#### WHAT THE EXERCISE ASKS
From the entries, copy each line that includes "MutationCallback".

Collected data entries
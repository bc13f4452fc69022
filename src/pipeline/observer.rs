//! Observer registry - resize and mutation observation.
//!
//! Registrations live in the [`Host`](super::Host); callers hold an
//! [`ObserverHandle`](super::ObserverHandle) and disconnect through it.

use std::rc::Rc;

use crate::layout::{Document, ElementId, MutationKind, MutationRecord};
use crate::types::Rect;

bitflags::bitflags! {
    /// Which mutations a mutation observer receives.
    ///
    /// Combine with bitwise OR: `ObserveFlags::CHILD_LIST | ObserveFlags::SUBTREE`
    #[derive(Debug, Clone, Copy, PartialEq, Eq, Default)]
    pub struct ObserveFlags: u8 {
        const CHILD_LIST = 1 << 0;
        const ATTRIBUTES = 1 << 1;
        const CHARACTER_DATA = 1 << 2;
        /// Also observe every descendant of the target.
        const SUBTREE = 1 << 3;
    }
}

impl ObserveFlags {
    fn selects(self, kind: MutationKind) -> bool {
        match kind {
            MutationKind::ChildList => self.contains(Self::CHILD_LIST),
            MutationKind::Attributes => self.contains(Self::ATTRIBUTES),
            MutationKind::CharacterData => self.contains(Self::CHARACTER_DATA),
        }
    }
}

/// One resize observation: the element's new border box.
#[derive(Debug, Clone, Copy, PartialEq)]
pub struct ResizeEntry {
    pub target: ElementId,
    pub rect: Rect,
}

/// Identifies an observer registration.
#[derive(Debug, Clone, Copy, PartialEq, Eq, Hash)]
pub struct ObserverId(u64);

pub(crate) type MutationCallback = Rc<dyn Fn(&[MutationRecord])>;
pub(crate) type ResizeCallback = Rc<dyn Fn(&[ResizeEntry])>;

struct MutationRegistration {
    id: ObserverId,
    target: ElementId,
    flags: ObserveFlags,
    callback: MutationCallback,
}

struct ResizeRegistration {
    id: ObserverId,
    target: ElementId,
    last_size: Option<(f32, f32)>,
    callback: ResizeCallback,
}

#[derive(Default)]
pub(crate) struct ObserverRegistry {
    next_id: u64,
    mutation: Vec<MutationRegistration>,
    resize: Vec<ResizeRegistration>,
}

impl ObserverRegistry {
    fn allocate_id(&mut self) -> ObserverId {
        let id = ObserverId(self.next_id);
        self.next_id += 1;
        id
    }

    pub fn add_mutation(
        &mut self,
        target: ElementId,
        flags: ObserveFlags,
        callback: MutationCallback,
    ) -> ObserverId {
        let id = self.allocate_id();
        self.mutation.push(MutationRegistration {
            id,
            target,
            flags,
            callback,
        });
        id
    }

    pub fn add_resize(&mut self, target: ElementId, callback: ResizeCallback) -> ObserverId {
        let id = self.allocate_id();
        self.resize.push(ResizeRegistration {
            id,
            target,
            last_size: None,
            callback,
        });
        id
    }

    pub fn remove(&mut self, id: ObserverId) -> bool {
        let before = self.mutation.len() + self.resize.len();
        self.mutation.retain(|r| r.id != id);
        self.resize.retain(|r| r.id != id);
        before != self.mutation.len() + self.resize.len()
    }

    pub fn contains(&self, id: ObserverId) -> bool {
        self.mutation.iter().any(|r| r.id == id) || self.resize.iter().any(|r| r.id == id)
    }

    pub fn len(&self) -> usize {
        self.mutation.len() + self.resize.len()
    }

    /// Group `records` per mutation registration that wants them.
    pub fn match_mutations(
        &self,
        doc: &Document,
        records: &[MutationRecord],
    ) -> Vec<(ObserverId, MutationCallback, Vec<MutationRecord>)> {
        self.mutation
            .iter()
            .filter_map(|registration| {
                let matched: Vec<MutationRecord> = records
                    .iter()
                    .filter(|record| record_matches(doc, record, registration.target, registration.flags))
                    .cloned()
                    .collect();
                if matched.is_empty() {
                    None
                } else {
                    Some((registration.id, registration.callback.clone(), matched))
                }
            })
            .collect()
    }

    /// Collect resize entries for every observed element whose size changed
    /// since it was last reported, updating the reported size.
    pub fn collect_resizes(
        &mut self,
        doc: &mut Document,
    ) -> crate::error::Result<Vec<(ObserverId, ResizeCallback, ResizeEntry)>> {
        let mut due = Vec::new();
        for registration in &mut self.resize {
            if !doc.exists(registration.target) {
                continue;
            }
            let rect = doc.bounding_client_rect(registration.target)?;
            let size = rect.size();
            if registration.last_size == Some(size) {
                continue;
            }
            registration.last_size = Some(size);
            due.push((
                registration.id,
                registration.callback.clone(),
                ResizeEntry {
                    target: registration.target,
                    rect,
                },
            ));
        }
        Ok(due)
    }
}

fn record_matches(
    doc: &Document,
    record: &MutationRecord,
    target: ElementId,
    flags: ObserveFlags,
) -> bool {
    if !flags.selects(record.kind) {
        return false;
    }
    if record.target == target {
        return true;
    }
    flags.contains(ObserveFlags::SUBTREE) && doc.contains(target, record.target)
}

#### ANSWER SPACE
pub(crate) type MutationCallback = Rc<dyn Fn(&[MutationRecord])>;
    callback: MutationCallback,
        callback: MutationCallback,
    ) -> Vec<(ObserverId, MutationCallback, Vec<MutationRecord>)> {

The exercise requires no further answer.